Data section >>

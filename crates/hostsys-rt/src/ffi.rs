//! C ABI exports for hostsys-rt.
//!
//! All functions are `#[no_mangle] pub extern "C"` and use only FFI-safe
//! types. Resources are addressed by opaque `u64` handles (`0` = none).
//!
//! Status convention: `0` ok, `1` timed out, negative on failure (see
//! [`crate::error::status`]). After a failure, `hostsys_last_error` and
//! `hostsys_last_error_message` describe it on the calling thread.

use std::cell::RefCell;
use std::ffi::{c_char, c_void};
use std::slice;
use std::sync::Arc;

use crate::channel::{Channel, ChannelConfig};
use crate::error::{status, Error, Result, UsageError};
use crate::host_lock::CallbackHostLock;
use crate::resource::{registry, Blob, Resource};
use crate::sync::{Event, Timeout, WaitStatus};

/// A borrowed byte blob supplied by the host.
#[repr(C)]
pub struct HostBlob {
    pub ptr: *const u8,
    pub len: usize,
}

/// Receives the values of one message, in order. The bytes are only valid
/// for the duration of the call.
pub type BlobSink = extern "C" fn(ctx: *mut c_void, index: usize, ptr: *const u8, len: usize);

struct LastError {
    code: i32,
    message: String,
}

thread_local! {
    static LAST_ERROR: RefCell<Option<LastError>> = const { RefCell::new(None) };
}

/// Record `err` for this thread and return its status code.
fn fail(err: Error) -> i32 {
    let status = err.status();
    let code = err.raw_os_error().unwrap_or(0);
    tracing::debug!(%err, status, code, "ffi call failed");
    LAST_ERROR.with(|slot| {
        *slot.borrow_mut() = Some(LastError {
            code,
            message: err.to_string(),
        })
    });
    status
}

fn to_status(result: Result<()>) -> i32 {
    match result {
        Ok(()) => status::OK,
        Err(err) => fail(err),
    }
}

fn wait_status(result: Result<WaitStatus>) -> i32 {
    match result {
        Ok(WaitStatus::Signaled) => status::OK,
        Ok(WaitStatus::TimedOut) => status::TIMED_OUT,
        Err(err) => fail(err),
    }
}

/// Host convention for marks: negative means unbounded.
fn mark_from_host(mark: i64) -> Option<usize> {
    usize::try_from(mark).ok()
}

fn mark_to_host(mark: Option<usize>) -> i64 {
    mark.map_or(-1, |m| i64::try_from(m).unwrap_or(i64::MAX))
}

// ── Errors and setup ────────────────────────────────────────────────

/// Raw OS error code of this thread's last failure, 0 if none or not OS.
#[no_mangle]
pub extern "C" fn hostsys_last_error() -> i32 {
    LAST_ERROR.with(|slot| slot.borrow().as_ref().map_or(0, |e| e.code))
}

/// Copy this thread's last error message (NUL-terminated, truncated to
/// `cap`) into `buf`. Returns the full message length.
#[no_mangle]
pub extern "C" fn hostsys_last_error_message(buf: *mut c_char, cap: usize) -> usize {
    LAST_ERROR.with(|slot| {
        let slot = slot.borrow();
        let message = slot.as_ref().map_or("", |e| e.message.as_str());
        if !buf.is_null() && cap > 0 {
            let n = message.len().min(cap - 1);
            unsafe {
                std::ptr::copy_nonoverlapping(message.as_ptr(), buf as *mut u8, n);
                *buf.add(n) = 0;
            }
        }
        message.len()
    })
}

#[no_mangle]
pub extern "C" fn hostsys_init_logging() {
    crate::logging::init();
}

/// Install the host's execution-lock callbacks. Resources created after
/// this call release the lock (`leave`) around every blocking wait and take
/// it back (`enter`) afterwards.
#[no_mangle]
pub extern "C" fn hostsys_set_host_lock(enter: extern "C" fn(), leave: extern "C" fn()) {
    registry().set_host_lock(Arc::new(CallbackHostLock { enter, leave }));
}

/// Destroy any resource. Returns 0 or a usage error for unknown handles.
#[no_mangle]
pub extern "C" fn hostsys_free(handle: u64) -> i32 {
    to_status(registry().remove(handle).map(drop))
}

// ── Channel ─────────────────────────────────────────────────────────

/// Create a channel. `high_water_mark < 0` means unbounded. Returns 0 on failure.
#[no_mangle]
pub extern "C" fn hostsys_channel_new(high_water_mark: i64) -> u64 {
    let config = ChannelConfig {
        high_water_mark: mark_from_host(high_water_mark),
        ..Default::default()
    };
    match Channel::with_config(config, registry().host_lock()) {
        Ok(chan) => registry().insert(Resource::Channel(Arc::new(chan))),
        Err(err) => {
            fail(err);
            0
        }
    }
}

/// Put one message of `count` values. Blocks on backpressure.
#[no_mangle]
pub extern "C" fn hostsys_channel_put(handle: u64, parts: *const HostBlob, count: usize) -> i32 {
    let chan = match registry().channel(handle) {
        Ok(chan) => chan,
        Err(err) => return fail(err),
    };
    if parts.is_null() || count == 0 {
        return fail(UsageError::EmptyMessage.into());
    }
    let parts = unsafe { slice::from_raw_parts(parts, count) };
    let values: Option<Vec<Blob>> = parts
        .iter()
        .map(|blob| match (blob.ptr.is_null(), blob.len) {
            (_, 0) => Some(Blob::default()),
            (true, _) => None,
            (false, len) => Some(Blob::from(unsafe { slice::from_raw_parts(blob.ptr, len) })),
        })
        .collect();
    match values {
        Some(values) => to_status(chan.put(values)),
        None => fail(UsageError::InvalidArgument.into()),
    }
}

/// Get one message, handing each value to `sink`. `timeout_ms < 0` waits
/// forever. Returns 0, 1 (timed out) or a negative status.
#[no_mangle]
pub extern "C" fn hostsys_channel_get(
    handle: u64,
    timeout_ms: i64,
    sink: BlobSink,
    ctx: *mut c_void,
) -> i32 {
    let chan = match registry().channel(handle) {
        Ok(chan) => chan,
        Err(err) => return fail(err),
    };
    match chan.get(Timeout::from_host_millis(timeout_ms)) {
        Ok(Some(values)) => {
            for (index, value) in values.iter().enumerate() {
                sink(ctx, index, value.as_ptr(), value.len());
            }
            status::OK
        }
        Ok(None) => status::TIMED_OUT,
        Err(err) => fail(err),
    }
}

/// Current high-water mark, -1 if unbounded.
#[no_mangle]
pub extern "C" fn hostsys_channel_max(handle: u64) -> i64 {
    match registry().channel(handle) {
        Ok(chan) => mark_to_host(chan.high_water_mark()),
        Err(err) => fail(err) as i64,
    }
}

/// Set the high-water mark (`< 0`: unbounded). Returns the previous one.
#[no_mangle]
pub extern "C" fn hostsys_channel_set_max(handle: u64, high_water_mark: i64) -> i64 {
    let result = registry()
        .channel(handle)
        .and_then(|chan| chan.set_high_water_mark(mark_from_host(high_water_mark)));
    match result {
        Ok(previous) => mark_to_host(previous),
        Err(err) => fail(err) as i64,
    }
}

/// Pending messages, or a negative status.
#[no_mangle]
pub extern "C" fn hostsys_channel_len(handle: u64) -> i64 {
    match registry().channel(handle) {
        Ok(chan) => chan.len() as i64,
        Err(err) => fail(err) as i64,
    }
}

// ── Event ───────────────────────────────────────────────────────────

#[no_mangle]
pub extern "C" fn hostsys_event_new() -> u64 {
    match Event::new() {
        Ok(ev) => registry().insert(Resource::Event(Arc::new(ev))),
        Err(err) => {
            fail(err);
            0
        }
    }
}

/// Wait with the host lock released. Returns 0, 1 (timed out) or a negative status.
#[no_mangle]
pub extern "C" fn hostsys_event_wait(handle: u64, timeout_ms: i64) -> i32 {
    let ev = match registry().event(handle) {
        Ok(ev) => ev,
        Err(err) => return fail(err),
    };
    let host = registry().host_lock();
    wait_status(ev.wait_with_host_yield(&*host, Timeout::from_host_millis(timeout_ms)))
}

#[no_mangle]
pub extern "C" fn hostsys_event_signal(handle: u64) -> i32 {
    to_status(registry().event(handle).and_then(|ev| ev.signal()))
}

// ── Event queue ─────────────────────────────────────────────────────

#[cfg(unix)]
pub use self::evq::*;

#[cfg(unix)]
mod evq {
    use std::ffi::c_void;
    use std::sync::Arc;
    use std::time::Duration;

    use parking_lot::Mutex;

    use super::{fail, to_status};
    use crate::error::{Result, UsageError};
    use crate::host_lock::{HostYield, NoHostLock};
    use crate::reactor::{BackendKind, EventQueue, Interest, ReactorConfig, ReadyEvent};
    use crate::resource::{registry, Resource};
    use crate::signal::{self, Signal};

    pub const EVQ_READY: u8 = 0;
    pub const EVQ_TIMEOUT: u8 = 1;
    pub const EVQ_SIGNAL: u8 = 2;

    /// Receives one event: `kind` is `EVQ_*`, `fd` is -1 for signals, and
    /// `data` holds readiness flags (bit 0 read, bit 1 write) or the signal number.
    pub type EventSink = extern "C" fn(ctx: *mut c_void, kind: u8, fd: i32, data: i32);

    /// Create an event queue. `backend`: 0 select, 1 polling. Returns 0 on failure.
    ///
    /// The queue itself never touches the host lock; the exports below
    /// release it around the whole call instead.
    #[no_mangle]
    pub extern "C" fn hostsys_evq_new(backend: u8) -> u64 {
        let Some(backend) = BackendKind::from_raw(backend) else {
            fail(UsageError::InvalidArgument.into());
            return 0;
        };
        match EventQueue::with_config(ReactorConfig { backend }, Arc::new(NoHostLock)) {
            Ok(evq) => registry().insert(Resource::EventQueue(Arc::new(Mutex::new(evq)))),
            Err(err) => {
                fail(err);
                0
            }
        }
    }

    /// Run `f` on the queue with the host lock released.
    ///
    /// Lock order is host lock, then queue mutex: the host lock is given up
    /// before the mutex is taken and taken back only after the mutex is
    /// dropped, so a host thread never waits on the mutex while holding it.
    fn with_queue<T>(handle: u64, f: impl FnOnce(&mut EventQueue) -> Result<T>) -> Result<T> {
        let evq = registry().event_queue(handle)?;
        let host = registry().host_lock();
        let _yield = HostYield::new(&*host);
        let mut queue = evq.lock();
        f(&mut queue)
    }

    /// Watch `fd`. `flags`: bit 0 readable, bit 1 writable. `timeout_ms < 0`: none.
    #[no_mangle]
    pub extern "C" fn hostsys_evq_add(handle: u64, fd: i32, flags: u8, timeout_ms: i64) -> i32 {
        let timeout = u64::try_from(timeout_ms).ok().map(Duration::from_millis);
        to_status(with_queue(handle, |q| {
            q.register(fd, Interest::from_bits(flags), timeout)
        }))
    }

    #[no_mangle]
    pub extern "C" fn hostsys_evq_del(handle: u64, fd: i32) -> i32 {
        to_status(with_queue(handle, |q| q.unregister(fd)))
    }

    /// Poll once and report every event to `sink`. `timeout_ms < 0` waits
    /// without bound. Returns the number of events or a negative status.
    /// `sink` runs with the host lock held again.
    #[no_mangle]
    pub extern "C" fn hostsys_evq_poll(
        handle: u64,
        timeout_ms: i64,
        sink: EventSink,
        ctx: *mut c_void,
    ) -> i32 {
        let max_wait = u64::try_from(timeout_ms).ok().map(Duration::from_millis);
        let events = match with_queue(handle, |q| q.poll(max_wait)) {
            Ok(events) => events,
            Err(err) => return fail(err),
        };
        for event in &events {
            let (kind, fd, data) = match *event {
                ReadyEvent::Ready {
                    fd,
                    readable,
                    writable,
                } => (EVQ_READY, fd, i32::from(readable) | i32::from(writable) << 1),
                ReadyEvent::TimedOut { fd } => (EVQ_TIMEOUT, fd, 0),
                ReadyEvent::SignalReceived { signal } => (EVQ_SIGNAL, -1, signal),
            };
            sink(ctx, kind, fd, data);
        }
        i32::try_from(events.len()).unwrap_or(i32::MAX)
    }

    /// Route one of HUP/INT/QUIT/TERM (by number) through the signal bridge.
    #[no_mangle]
    pub extern "C" fn hostsys_signal_install(signum: i32) -> i32 {
        match Signal::from_raw(signum) {
            Some(sig) => to_status(signal::bridge().install(sig)),
            None => fail(UsageError::InvalidArgument.into()),
        }
    }
}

Task prompt >> Out of the data above, return each line where the word "only" can be found.

Task solution >>
//! All functions are `#[no_mangle] pub extern "C"` and use only FFI-safe
/// Receives the values of one message, in order. The bytes are only valid
    /// before the mutex is taken and taken back only after the mutex is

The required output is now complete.